Aim of the task: If a line below contains "GroupAlreadyExists", add it to your tally, then answer with the tally alone.

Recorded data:
══════════════════════════════
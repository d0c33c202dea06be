//! HTTP error mapping

use axum::{
    http::StatusCode,
    response::{IntoResponse, Response},
    Json,
};
use thiserror::Error;

use demo_core::DomainError;

use crate::response::ApiResponse;

#[derive(Error, Debug)]
pub enum ApiError {
    #[error("Not found: {0}")]
    NotFound(String),

    #[error("Forbidden: {0}")]
    Forbidden(String),

    #[error("Bad request: {0}")]
    BadRequest(String),

    #[error("Conflict: {0}")]
    Conflict(String),

    #[error("Internal error: {0}")]
    InternalError(String),
}

impl From<DomainError> for ApiError {
    fn from(err: DomainError) -> Self {
        let message = err.to_string();
        match err {
            DomainError::UserNotFound(_)
            | DomainError::GroupNotFound(_)
            | DomainError::FilterNotFound(_)
            | DomainError::ProcessDefinitionNotFound { .. }
            | DomainError::ProcessInstanceNotFound(_)
            | DomainError::TaskNotFound(_) => ApiError::NotFound(message),
            DomainError::NotAuthorized { .. } | DomainError::IdentityReadOnly => ApiError::Forbidden(message),
            DomainError::ValidationError(_) | DomainError::UnknownExpression(_) => ApiError::BadRequest(message),
            DomainError::UserAlreadyExists(_)
            | DomainError::GroupAlreadyExists(_)
            | DomainError::FilterNameAlreadyExists(_)
            | DomainError::TaskAlreadyClaimed { .. } => ApiError::Conflict(message),
            DomainError::DelegateFailed(_)
            | DomainError::DocumentUnavailable(_)
            | DomainError::PasswordHashError(_)
            | DomainError::InternalError(_) => ApiError::InternalError(message),
        }
    }
}

impl IntoResponse for ApiError {
    fn into_response(self) -> Response {
        let (status, code, message) = match self {
            ApiError::NotFound(msg) => {
                tracing::warn!("Not found: {}", msg);
                (StatusCode::NOT_FOUND, "NOT_FOUND", msg)
            }
            ApiError::Forbidden(msg) => {
                tracing::warn!("Forbidden: {}", msg);
                (StatusCode::FORBIDDEN, "FORBIDDEN", msg)
            }
            ApiError::BadRequest(msg) => {
                tracing::warn!("Bad request: {}", msg);
                (StatusCode::BAD_REQUEST, "BAD_REQUEST", msg)
            }
            ApiError::Conflict(msg) => {
                tracing::warn!("Conflict: {}", msg);
                (StatusCode::CONFLICT, "CONFLICT", msg)
            }
            ApiError::InternalError(msg) => {
                tracing::error!("Internal error: {}", msg);
                (StatusCode::INTERNAL_SERVER_ERROR, "INTERNAL_ERROR", msg)
            }
        };

        (status, Json(ApiResponse::<()>::error(code, &message))).into_response()
    }
}

#[cfg(test)]
mod tests {
    use super::*;
    use uuid::Uuid;

    #[test]
    fn test_domain_error_status() {
        let cases = [
            (DomainError::FilterNotFound(Uuid::nil()), StatusCode::NOT_FOUND),
            (
                DomainError::NotAuthorized {
                    user_id: "john".to_string(),
                    permission: "READ".to_string(),
                    resource: "filter".to_string(),
                    resource_id: "f".to_string(),
                },
                StatusCode::FORBIDDEN,
            ),
            (DomainError::UnknownExpression("${x()}".to_string()), StatusCode::BAD_REQUEST),
            (DomainError::DelegateFailed("boom".to_string()), StatusCode::INTERNAL_SERVER_ERROR),
        ];
        for (err, status) in cases {
            assert_eq!(ApiError::from(err).into_response().status(), status);
        }
    }
}
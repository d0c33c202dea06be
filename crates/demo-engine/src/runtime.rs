// ============================================================================
// Demo Engine - Runtime Service
// File: crates/demo-engine/src/runtime.rs
// Description: Instance start and token execution
// ============================================================================

use async_trait::async_trait;
use tracing::{debug, info};
use uuid::Uuid;

use demo_core::delegates::DelegateExecution;
use demo_core::domain::{ActivityKind, InstanceState, ProcessDefinition, ProcessInstance, Task, Variables};
use demo_core::ports::RuntimeService;
use demo_core::DomainError;

use crate::engine::InMemoryEngine;
use crate::metrics::MetricsCounters;

/// Upper bound on activities a single engine call may pass through.
const MAX_STEPS: usize = 1_000;

impl InMemoryEngine {
    pub(crate) fn definition_by_id(&self, definition_id: &str) -> Result<ProcessDefinition, DomainError> {
        self.state
            .read()
            .definitions
            .iter()
            .find(|d| d.id == definition_id)
            .cloned()
            .ok_or_else(|| DomainError::ProcessDefinitionNotFound {
                key: definition_id.to_string(),
                version: "any".to_string(),
            })
    }

    /// Moves the token from `next` until it waits in a user task or the
    /// instance ends. Works on the caller's copy of the instance; the caller
    /// commits it only when this succeeds.
    pub(crate) fn advance(
        &self,
        definition: &ProcessDefinition,
        instance: &mut ProcessInstance,
        mut next: Option<String>,
        counters: &mut MetricsCounters,
    ) -> Result<Option<Task>, DomainError> {
        let now = self.clock.now();

        for _ in 0..MAX_STEPS {
            let Some(activity_id) = next else {
                instance.state = InstanceState::Completed;
                instance.current_activity = None;
                instance.ended_at = Some(now);
                debug!(instance_id = %instance.id, "Process instance completed");
                return Ok(None);
            };

            let activity = definition.model.activity(&activity_id).ok_or_else(|| {
                DomainError::InternalError(format!(
                    "activity '{}' missing from {}",
                    activity_id, definition.id
                ))
            })?;
            counters.activity_instance_start += 1;

            match &activity.kind {
                ActivityKind::UserTask {
                    assignee,
                    candidate_groups,
                } => {
                    instance.current_activity = Some(activity.id.clone());
                    return Ok(Some(Task {
                        id: Uuid::new_v4(),
                        name: activity.name.clone(),
                        task_definition_key: activity.id.clone(),
                        process_instance_id: instance.id,
                        process_definition_id: definition.id.clone(),
                        assignee: assignee.clone(),
                        candidate_groups: candidate_groups.clone(),
                        created_at: now,
                    }));
                }
                ActivityKind::ServiceTask { delegate } => {
                    let delegate = self.delegate(delegate)?;
                    let execution = DelegateExecution::new(instance.id, &activity.id, &instance.variables);
                    delegate.execute(&execution)?;
                    counters.activity_instance_end += 1;
                    next = definition.model.next_after(activity, &instance.variables);
                }
            }
        }

        Err(DomainError::InternalError(format!(
            "instance {} passed {} activities without waiting",
            instance.id, MAX_STEPS
        )))
    }
}

#[async_trait]
impl RuntimeService for InMemoryEngine {
    async fn start_process_instance_by_id(
        &self,
        definition_id: &str,
        variables: Variables,
    ) -> Result<ProcessInstance, DomainError> {
        let definition = self.definition_by_id(definition_id)?;

        let mut instance = ProcessInstance {
            id: Uuid::new_v4(),
            definition_id: definition.id.clone(),
            definition_key: definition.key.clone(),
            variables,
            state: InstanceState::Running,
            current_activity: None,
            started_at: self.clock.now(),
            ended_at: None,
        };
        let mut counters = MetricsCounters {
            root_process_instance_start: 1,
            ..Default::default()
        };
        let task = self.advance(
            &definition,
            &mut instance,
            Some(definition.model.start.clone()),
            &mut counters,
        )?;

        {
            let mut state = self.state.write();
            state.tasks.extend(task);
            state.instances.insert(instance.id, instance.clone());
        }
        self.record_metrics(counters);

        info!(
            instance_id = %instance.id,
            definition_id = %instance.definition_id,
            started_at = %instance.started_at,
            "Process instance started"
        );
        Ok(instance)
    }

    async fn count_running_instances(&self, definition_id: &str) -> Result<u64, DomainError> {
        let count = self
            .state
            .read()
            .instances
            .values()
            .filter(|i| i.definition_id == definition_id && i.is_running())
            .count();
        Ok(count as u64)
    }

    async fn find_process_instance(&self, instance_id: Uuid) -> Result<Option<ProcessInstance>, DomainError> {
        Ok(self.state.read().instances.get(&instance_id).cloned())
    }
}

#[cfg(test)]
mod tests {
    use super::*;
    use demo_core::delegates::{Delegate, ARCHIVE_INVOICE_DELEGATE};
    use demo_core::domain::{Activity, Flow, ProcessModel};
    use demo_core::ports::RepositoryService;
    use demo_security::PasswordCost;

    struct Looping;

    impl Delegate for Looping {
        fn execute(&self, _execution: &DelegateExecution<'_>) -> Result<(), DomainError> {
            Ok(())
        }
    }

    #[tokio::test]
    async fn test_service_loop_is_capped() {
        let engine = InMemoryEngine::builder()
            .password_cost(PasswordCost::Low)
            .delegate("loop", Looping)
            .build()
            .unwrap();
        let model = ProcessModel {
            start: "spin".to_string(),
            activities: vec![Activity::service_task("spin", "Spin", "loop", Flow::Goto("spin".to_string()))],
        };
        let definition = engine.deploy("spin", "Spin", model).await.unwrap();

        let err = engine
            .start_process_instance_by_id(&definition.id, Variables::new())
            .await
            .unwrap_err();
        assert!(matches!(err, DomainError::InternalError(_)));
        assert_eq!(engine.count_running_instances(&definition.id).await.unwrap(), 0);
    }

    #[tokio::test]
    async fn test_unregistered_delegate_fails_start() {
        let engine = InMemoryEngine::builder()
            .password_cost(PasswordCost::Low)
            .build()
            .unwrap();
        let model = ProcessModel {
            start: "archive".to_string(),
            activities: vec![Activity::service_task(
                "archive",
                "Archive",
                ARCHIVE_INVOICE_DELEGATE,
                Flow::End,
            )],
        };
        let definition = engine.deploy("archive", "Archive", model).await.unwrap();

        let err = engine
            .start_process_instance_by_id(&definition.id, Variables::new())
            .await
            .unwrap_err();
        assert!(matches!(err, DomainError::DelegateFailed(_)));
    }

    #[tokio::test]
    async fn test_unknown_definition() {
        let engine = InMemoryEngine::builder()
            .password_cost(PasswordCost::Low)
            .build()
            .unwrap();
        let err = engine
            .start_process_instance_by_id("invoice:9:nope", Variables::new())
            .await
            .unwrap_err();
        assert!(matches!(err, DomainError::ProcessDefinitionNotFound { .. }));
    }
}
//! Authorization service trait (port)

use async_trait::async_trait;
use crate::domain::{Authentication, Authorization, Permission, Principal, Resource};
use crate::error::DomainError;

#[cfg_attr(test, mockall::automock)]
#[async_trait]
pub trait AuthorizationService: Send + Sync {
    async fn save_authorization(&self, authorization: Authorization) -> Result<Authorization, DomainError>;

    /// Authorizations of exactly this principal on exactly this resource id.
    async fn find_authorizations(
        &self,
        principal: &Principal,
        resource: Resource,
        resource_id: &str,
    ) -> Result<Vec<Authorization>, DomainError>;

    /// Additive check over every authorization that applies to the caller.
    async fn is_authorized(
        &self,
        authentication: &Authentication,
        permission: Permission,
        resource: Resource,
        resource_id: &str,
    ) -> Result<bool, DomainError>;
}
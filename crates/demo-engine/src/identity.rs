// ============================================================================
// Demo Engine - Identity Service
// File: crates/demo-engine/src/identity.rs
// ============================================================================

use async_trait::async_trait;
use tracing::{debug, warn};
use validator::Validate;

use demo_core::domain::{Group, Membership, NewUser, User};
use demo_core::ports::IdentityService;
use demo_core::DomainError;

use crate::engine::InMemoryEngine;

impl InMemoryEngine {
    fn ensure_writable(&self) -> Result<(), DomainError> {
        if self.read_only_identity {
            warn!("Rejected write to read-only identity provider");
            return Err(DomainError::IdentityReadOnly);
        }
        Ok(())
    }
}

#[async_trait]
impl IdentityService for InMemoryEngine {
    fn is_read_only(&self) -> bool {
        self.read_only_identity
    }

    async fn find_user(&self, user_id: &str) -> Result<Option<User>, DomainError> {
        Ok(self.state.read().users.get(user_id).cloned())
    }

    async fn create_user(&self, user: NewUser) -> Result<User, DomainError> {
        self.ensure_writable()?;
        user.validate()?;

        if self.state.read().users.contains_key(&user.id) {
            return Err(DomainError::UserAlreadyExists(user.id));
        }

        let password_hash = self
            .passwords
            .hash(&user.password)
            .map_err(|e| DomainError::PasswordHashError(e.to_string()))?;
        let user = user.into_user(password_hash);

        let mut state = self.state.write();
        if state.users.contains_key(&user.id) {
            return Err(DomainError::UserAlreadyExists(user.id));
        }
        state.users.insert(user.id.clone(), user.clone());
        debug!(user_id = %user.id, "User created");
        Ok(user)
    }

    async fn check_password(&self, user_id: &str, password: &str) -> Result<bool, DomainError> {
        let hash = match self.state.read().users.get(user_id) {
            Some(user) => user.password_hash.clone(),
            None => return Ok(false),
        };
        self.passwords
            .verify(password, &hash)
            .map_err(|e| DomainError::PasswordHashError(e.to_string()))
    }

    async fn find_group(&self, group_id: &str) -> Result<Option<Group>, DomainError> {
        Ok(self.state.read().groups.get(group_id).cloned())
    }

    async fn create_group(&self, group: Group) -> Result<Group, DomainError> {
        self.ensure_writable()?;
        if group.id.is_empty() {
            return Err(DomainError::ValidationError("Group id must not be empty".to_string()));
        }

        let mut state = self.state.write();
        if state.groups.contains_key(&group.id) {
            return Err(DomainError::GroupAlreadyExists(group.id));
        }
        state.groups.insert(group.id.clone(), group.clone());
        debug!(group_id = %group.id, group_type = group.group_type.as_str(), "Group created");
        Ok(group)
    }

    async fn create_membership(&self, user_id: &str, group_id: &str) -> Result<(), DomainError> {
        self.ensure_writable()?;

        let mut state = self.state.write();
        if !state.users.contains_key(user_id) {
            return Err(DomainError::UserNotFound(user_id.to_string()));
        }
        if !state.groups.contains_key(group_id) {
            return Err(DomainError::GroupNotFound(group_id.to_string()));
        }
        if !state.memberships.insert(Membership::new(user_id, group_id)) {
            return Err(DomainError::ValidationError(format!(
                "{} is already a member of {}",
                user_id, group_id
            )));
        }
        debug!(user_id, group_id, "Membership created");
        Ok(())
    }

    async fn is_member(&self, user_id: &str, group_id: &str) -> Result<bool, DomainError> {
        Ok(self
            .state
            .read()
            .memberships
            .contains(&Membership::new(user_id, group_id)))
    }

    async fn group_ids_of(&self, user_id: &str) -> Result<Vec<String>, DomainError> {
        Ok(self
            .state
            .read()
            .memberships
            .iter()
            .filter(|m| m.user_id == user_id)
            .map(|m| m.group_id.clone())
            .collect())
    }
}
══════════════════════════════
The completed task: 2